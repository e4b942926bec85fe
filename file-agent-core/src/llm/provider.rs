//! Provider-neutral chat types and the [`LLMProvider`] trait.
//!
//! Messages follow the OpenAI chat-completions shape: only `assistant` messages
//! carry `tool_calls`, and every `tool` message references the call it answers
//! through `tool_call_id`.

use async_trait::async_trait;
use serde::{Deserialize, Serialize};
use serde_json::Value;

/// Universal LLM request structure
#[derive(Debug, Clone, Serialize, Deserialize)]
pub struct LLMRequest {
    pub messages: Vec<Message>,
    pub tools: Option<Vec<ToolDefinition>>,
    pub model: String,
    pub temperature: Option<f32>,
}

/// Universal message structure
#[derive(Debug, Clone, PartialEq, Serialize, Deserialize)]
pub struct Message {
    pub role: MessageRole,
    pub content: String,
    pub tool_calls: Option<Vec<ToolCall>>,
    pub tool_call_id: Option<String>,
}

impl Message {
    pub fn user(content: String) -> Self {
        Self {
            role: MessageRole::User,
            content,
            tool_calls: None,
            tool_call_id: None,
        }
    }

    pub fn assistant(content: String) -> Self {
        Self {
            role: MessageRole::Assistant,
            content,
            tool_calls: None,
            tool_call_id: None,
        }
    }

    /// Create an assistant message with tool calls
    pub fn assistant_with_tools(content: String, tool_calls: Vec<ToolCall>) -> Self {
        Self {
            role: MessageRole::Assistant,
            content,
            tool_calls: Some(tool_calls),
            tool_call_id: None,
        }
    }

    pub fn system(content: String) -> Self {
        Self {
            role: MessageRole::System,
            content,
            tool_calls: None,
            tool_call_id: None,
        }
    }

    /// Create a tool response message
    /// ```json
    /// {
    ///   "role": "tool",
    ///   "tool_call_id": "call_123",
    ///   "content": "Function result"
    /// }
    /// ```
    pub fn tool_response(tool_call_id: String, content: String) -> Self {
        Self {
            role: MessageRole::Tool,
            content,
            tool_calls: None,
            tool_call_id: Some(tool_call_id),
        }
    }

    pub fn has_tool_calls(&self) -> bool {
        self.tool_calls
            .as_ref()
            .is_some_and(|calls| !calls.is_empty())
    }
}

#[derive(Debug, Clone, Copy, PartialEq, Eq, Serialize, Deserialize)]
pub enum MessageRole {
    System,
    User,
    Assistant,
    Tool,
}

impl MessageRole {
    /// Role string for OpenAI-compatible APIs
    pub fn as_openai_str(&self) -> &'static str {
        use crate::config::constants::message_roles;
        match self {
            MessageRole::System => message_roles::SYSTEM,
            MessageRole::User => message_roles::USER,
            MessageRole::Assistant => message_roles::ASSISTANT,
            MessageRole::Tool => message_roles::TOOL,
        }
    }
}

/// Tool definition in the OpenAI function-calling format
#[derive(Debug, Clone, PartialEq, Serialize, Deserialize)]
pub struct ToolDefinition {
    /// The type of tool (always "function" for function calling)
    #[serde(rename = "type")]
    pub tool_type: String,

    pub function: FunctionDefinition,
}

#[derive(Debug, Clone, PartialEq, Serialize, Deserialize)]
pub struct FunctionDefinition {
    pub name: String,
    pub description: String,
    /// The parameters the function accepts, described as a JSON Schema object
    pub parameters: Value,
}

impl ToolDefinition {
    pub fn function(name: String, description: String, parameters: Value) -> Self {
        Self {
            tool_type: "function".to_string(),
            function: FunctionDefinition {
                name,
                description,
                parameters,
            },
        }
    }

    pub fn function_name(&self) -> &str {
        &self.function.name
    }
}

/// A tool call as returned by the model
#[derive(Debug, Clone, PartialEq, Serialize, Deserialize)]
pub struct ToolCall {
    /// Unique identifier for this tool call (e.g., "call_123")
    pub id: String,

    #[serde(rename = "type")]
    pub call_type: String,

    pub function: FunctionCall,
}

#[derive(Debug, Clone, PartialEq, Serialize, Deserialize)]
pub struct FunctionCall {
    pub name: String,

    /// The arguments to pass to the function, as a JSON string
    pub arguments: String,
}

impl ToolCall {
    pub fn function(id: String, name: String, arguments: String) -> Self {
        Self {
            id,
            call_type: "function".to_string(),
            function: FunctionCall { name, arguments },
        }
    }

    /// Parse the arguments as JSON; an empty string counts as `{}`
    pub fn parsed_arguments(&self) -> Result<Value, serde_json::Error> {
        if self.function.arguments.trim().is_empty() {
            return Ok(Value::Object(Default::default()));
        }
        serde_json::from_str(&self.function.arguments)
    }
}

/// Universal LLM response
#[derive(Debug, Clone)]
pub struct LLMResponse {
    pub content: Option<String>,
    pub tool_calls: Option<Vec<ToolCall>>,
    pub usage: Option<Usage>,
    pub finish_reason: FinishReason,
}

#[derive(Debug, Clone)]
pub struct Usage {
    pub prompt_tokens: u32,
    pub completion_tokens: u32,
    pub total_tokens: u32,
}

#[derive(Debug, Clone, PartialEq)]
pub enum FinishReason {
    Stop,
    Length,
    ToolCalls,
    ContentFilter,
    Error(String),
}

/// Universal LLM provider trait
#[async_trait]
pub trait LLMProvider: Send + Sync {
    /// Provider name (e.g., "openai")
    fn name(&self) -> &str;

    async fn generate(&self, request: LLMRequest) -> Result<LLMResponse, LLMError>;
}

#[derive(Debug, thiserror::Error)]
pub enum LLMError {
    #[error("Authentication failed: {0}")]
    Authentication(String),
    #[error("Rate limit exceeded")]
    RateLimit,
    #[error("Invalid request: {0}")]
    InvalidRequest(String),
    #[error("Network error: {0}")]
    Network(String),
    #[error("Provider error: {0}")]
    Provider(String),
    #[error("Malformed response: {0}")]
    MalformedResponse(String),
}

#[cfg(test)]
mod tests {
    use super::*;
    use serde_json::json;

    #[test]
    fn tool_call_arguments_parse() -> Result<(), serde_json::Error> {
        let call = ToolCall::function(
            "call_1".to_string(),
            "show_file".to_string(),
            r#"{"path":"a.txt"}"#.to_string(),
        );
        assert_eq!(call.parsed_arguments()?, json!({"path": "a.txt"}));

        let empty = ToolCall::function("call_2".into(), "list_directory".into(), String::new());
        assert_eq!(empty.parsed_arguments()?, json!({}));

        let broken = ToolCall::function("call_3".into(), "show_file".into(), "{path".into());
        assert!(broken.parsed_arguments().is_err());
        Ok(())
    }

    #[test]
    fn tool_responses_reference_their_call() {
        let message = Message::tool_response("call_9".into(), "done".into());
        assert_eq!(message.role.as_openai_str(), "tool");
        assert_eq!(message.tool_call_id.as_deref(), Some("call_9"));
        assert!(!message.has_tool_calls());
    }
}
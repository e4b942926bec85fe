//! Loading spinner for engine-backed commands, built on indicatif

use indicatif::{ProgressBar, ProgressStyle};
use std::time::Duration;

pub struct Spinner {
    pb: ProgressBar,
}

impl Spinner {
    /// Start a spinner on stderr with the given message
    pub fn new(message: &str) -> Self {
        let pb = ProgressBar::new_spinner();
        let style = ProgressStyle::with_template("{spinner:.green} {msg}")
            .unwrap_or_else(|_| ProgressStyle::default_spinner())
            .tick_chars("⠋⠙⠹⠸⠼⠴⠦⠧⠇⠏");
        pb.set_style(style);
        pb.set_message(message.to_string());
        pb.enable_steady_tick(Duration::from_millis(100));
        pb.tick();

        Self { pb }
    }

    pub fn finish_and_clear(&self) {
        self.pb.finish_and_clear();
    }

    /// Stop the spinner, leaving the message on screen
    pub fn finish_with_error(&self, message: &str) {
        self.pb.abandon_with_message(format!("✦ {message}"));
    }
}

impl Drop for Spinner {
    fn drop(&mut self) {
        if !self.pb.is_finished() {
            self.pb.finish_and_clear();
        }
    }
}
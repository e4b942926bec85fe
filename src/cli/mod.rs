//! Command-line interface module
//!
//! Argument definitions plus one handler per command.

pub mod agent;
pub mod args;
pub mod list;
pub mod show;

pub use agent::{AgentCommand, handle_agent_command};
pub use args::{Cli, Commands};
pub use list::handle_list_command;
pub use show::handle_show_command;

use console::style;

/// Printed when no subcommand is given
pub fn print_welcome() {
    println!(
        "{} - AI-powered CLI for file operations",
        style("File Agent").blue().bold()
    );
    println!(
        "\nUse {} to see available commands.",
        style("file-agent --help").cyan()
    );
    println!("\nExample commands:");
    for example in [
        "file-agent create \"study notes on photosynthesis\" --cornell",
        "file-agent edit notes.md \"add five review questions\"",
        "file-agent show notes.md",
        "file-agent list",
        "file-agent chat \"organize my biology notes into folders\"",
    ] {
        println!("  {}", style(example).cyan());
    }
}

What is needed:
Within the material above, find the lines that contain the word "Duration"; copy them.

Completed task:
use std::time::Duration;
        pb.enable_steady_tick(Duration::from_millis(100));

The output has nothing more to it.